We also continued to generate strong free cash flow for the quarter, enabling us to pay down $42 million of our long-term debt and repurchase $20 million in common stock. Even after paying down our long-term debt and buying back shares, we saw a decline in our average leverage ratio to 2.26 times our trailing 12 months adjusted EBITDA at quarter-end.

We anticipate a leverage ratio of approximately 2.19 times by the end of 2019. As I noted last quarter, neither the repayment of our debt nor the repurchase of our shares precludes ASGN from making strategic acquisitions.

In fact, just this past week, we announced the acquisition of Intersys Consulting, a leading IT services and solutions provider, for $67 million in cash. Intersys Consulting is now part of Apex Systems and we welcome their team to ASGN.

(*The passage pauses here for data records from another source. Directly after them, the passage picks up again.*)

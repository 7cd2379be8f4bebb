//! # Input Sanitization & Validation
//!
//! This module turns one trimmed line of user input into a typed value, or
//! into a [`Rejection`] that explains why the line was refused. It performs
//! no I/O; [`crate::utils::Terminal`] prints the rejection and asks again.
//!
//! ## Features
//! - Numeric parsing for every integer primitive and for `f32`/`f64`
//!   via the [`Numeric`] trait
//! - Inclusive range checks with [`Bounds`], built from Rust range syntax
//! - Non-empty string checks
//! - Case-insensitive matching against a list of options
//!
//! Floating-point input always uses `.` as decimal separator, independent
//! of the host locale.
//!
//! ## Examples
//!
//! ### Bounds from range syntax
//! ```rust
//! use prompter::utils::Bounds;
//!
//! let any: Bounds<i32> = (..).into();
//! let at_least_five: Bounds<i32> = (5..).into();
//! let dice: Bounds<i32> = (1..=6).into();
//!
//! assert!(any.contains(&-40));
//! assert!(!at_least_five.contains(&4));
//! assert!(dice.contains(&6));
//! ```
use std::{
    fmt::Display,
    ops::{RangeFrom, RangeFull, RangeInclusive, RangeToInclusive},
    str::FromStr,
};

/// Inclusive bounds `[min, max]` for a numeric request.
///
/// A missing side is unbounded. Build it with the constructors or from
/// `..`, `min..`, `..=max` and `min..=max`.
#[derive(Debug, Clone, Copy, PartialEq)]
pub struct Bounds<T> {
    pub min: Option<T>,
    pub max: Option<T>,
}

impl<T> Bounds<T> {
    pub fn unbounded() -> Self {
        Self {
            min: None,
            max: None,
        }
    }

    pub fn at_least(min: T) -> Self {
        Self {
            min: Some(min),
            max: None,
        }
    }

    pub fn at_most(max: T) -> Self {
        Self {
            min: None,
            max: Some(max),
        }
    }

    pub fn between(min: T, max: T) -> Self {
        Self {
            min: Some(min),
            max: Some(max),
        }
    }
}

impl<T: PartialOrd> Bounds<T> {
    /// Returns `true` if `value` lies within both bounds.
    pub fn contains(&self, value: &T) -> bool {
        self.min.as_ref().is_none_or(|min| value >= min)
            && self.max.as_ref().is_none_or(|max| value <= max)
    }

    /// Returns `true` when no value can ever satisfy these bounds (`min > max`).
    pub fn is_empty(&self) -> bool {
        matches!((&self.min, &self.max), (Some(min), Some(max)) if min > max)
    }
}

impl<T> Default for Bounds<T> {
    fn default() -> Self {
        Self::unbounded()
    }
}

impl<T> From<RangeFull> for Bounds<T> {
    fn from(_: RangeFull) -> Self {
        Self::unbounded()
    }
}

impl<T> From<RangeFrom<T>> for Bounds<T> {
    fn from(value: RangeFrom<T>) -> Self {
        Self::at_least(value.start)
    }
}

impl<T> From<RangeToInclusive<T>> for Bounds<T> {
    fn from(value: RangeToInclusive<T>) -> Self {
        Self::at_most(value.end)
    }
}

impl<T> From<RangeInclusive<T>> for Bounds<T> {
    fn from(value: RangeInclusive<T>) -> Self {
        let (min, max) = value.into_inner();
        Self::between(min, max)
    }
}

/// The flavour of number a request expects, used in diagnostics.
#[derive(Debug, Clone, Copy, PartialEq, Eq)]
pub enum NumberKind {
    Integer,
    Decimal,
}

impl Display for NumberKind {
    fn fmt(&self, f: &mut std::fmt::Formatter<'_>) -> std::fmt::Result {
        match self {
            Self::Integer => write!(f, "an integer"),
            Self::Decimal => write!(f, "a decimal number (use '.' as separator)"),
        }
    }
}

/// A number that can be requested from the terminal.
///
/// Implemented for all integer primitives, `f32` and `f64`.
pub trait Numeric: FromStr + PartialOrd + Copy {
    const KIND: NumberKind;

    /// Renders a bound for a diagnostic message.
    fn render(&self, decimal_places: usize) -> String;

    /// Values that parse but must still be refused (NaN and infinities).
    fn is_admissible(&self) -> bool {
        true
    }
}

/// Implements [`Numeric`] for a list of primitive types.
///
/// # Example
/// ```rust,ignore
/// numeric_impl!(integer: i32, u8);
/// numeric_impl!(decimal: f64);
/// ```
macro_rules! numeric_impl {
    (integer: $($t:ty),+) => {
        $(
            impl Numeric for $t {
                const KIND: NumberKind = NumberKind::Integer;

                fn render(&self, _decimal_places: usize) -> String {
                    self.to_string()
                }
            }
        )+
    };
    (decimal: $($t:ty),+) => {
        $(
            impl Numeric for $t {
                const KIND: NumberKind = NumberKind::Decimal;

                fn render(&self, decimal_places: usize) -> String {
                    format!("{:.*}", decimal_places, self)
                }

                fn is_admissible(&self) -> bool {
                    self.is_finite()
                }
            }
        )+
    };
}

numeric_impl!(integer: i8, i16, i32, i64, i128, isize, u8, u16, u32, u64, u128, usize);
numeric_impl!(decimal: f32, f64);

/// Why a line of user input was refused.
///
/// Each variant renders as exactly one diagnostic line:
/// - [`NotNumber`]: could not parse as the expected kind of number.
/// - [`BelowMinimum`]: parsed, but smaller than the minimum.
/// - [`AboveMaximum`]: parsed, but greater than the maximum.
/// - [`Empty`]: nothing but whitespace was entered.
/// - [`NotAnOption`]: did not match any of the offered options.
#[derive(Debug, PartialEq)]
pub(crate) enum Rejection {
    NotNumber(NumberKind),
    BelowMinimum(String),
    AboveMaximum(String),
    Empty,
    NotAnOption,
}

impl Display for Rejection {
    fn fmt(&self, f: &mut std::fmt::Formatter<'_>) -> std::fmt::Result {
        match self {
            Self::NotNumber(kind) => write!(f, "The value is not {}, try again!", kind),
            Self::BelowMinimum(min) => write!(
                f,
                "The number must be greater than or equal to \"{}\", try again!",
                min
            ),
            Self::AboveMaximum(max) => write!(
                f,
                "The number must be less than or equal to \"{}\", try again!",
                max
            ),
            Self::Empty => write!(f, "The value must not be empty, try again!"),
            Self::NotAnOption => write!(f, "The selection must be one of the options, try again!"),
        }
    }
}

impl<T: Numeric> Bounds<T> {
    /// Checks the minimum first, then the maximum.
    pub(crate) fn check(&self, value: T, decimal_places: usize) -> Result<T, Rejection> {
        if let Some(min) = &self.min {
            if value < *min {
                return Err(Rejection::BelowMinimum(min.render(decimal_places)));
            }
        }
        if let Some(max) = &self.max {
            if value > *max {
                return Err(Rejection::AboveMaximum(max.render(decimal_places)));
            }
        }
        Ok(value)
    }
}

/// Parses `input` as `T` and checks it against `bounds`.
pub(crate) fn parse_number<T: Numeric>(
    input: &str,
    bounds: &Bounds<T>,
    decimal_places: usize,
) -> Result<T, Rejection> {
    let number = match input.parse::<T>() {
        Ok(n) if n.is_admissible() => n,
        _ => return Err(Rejection::NotNumber(T::KIND)),
    };

    bounds.check(number, decimal_places)
}

pub(crate) fn non_empty(input: &str) -> Result<&str, Rejection> {
    let clean_input = input.trim();

    if clean_input.is_empty() {
        Err(Rejection::Empty)
    } else {
        Ok(clean_input)
    }
}

/// Returns the index of the first option equal to `input`, ignoring case.
pub(crate) fn match_option<S: AsRef<str>>(input: &str, options: &[S]) -> Result<usize, Rejection> {
    let wanted = input.to_lowercase();

    options
        .iter()
        .position(|option| option.as_ref().to_lowercase() == wanted)
        .ok_or(Rejection::NotAnOption)
}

The acquisition of Intersys Consulting is an important step in our strategic growth plan to deliver increased value to both our customers and our shareholders. Intersys Consulting anticipates generating approximately $31 million in revenues for full year 2019, followed by double-digit revenue growth in 2020.

Their addition deepens and expands our capabilities in digital innovation and systems modernization. We expect to realize revenue synergies by leveraging their robust capabilities within our current Apex Systems and Oxford customer bases to capture an increased portion of our existing pipeline of higher-end consulting opportunities.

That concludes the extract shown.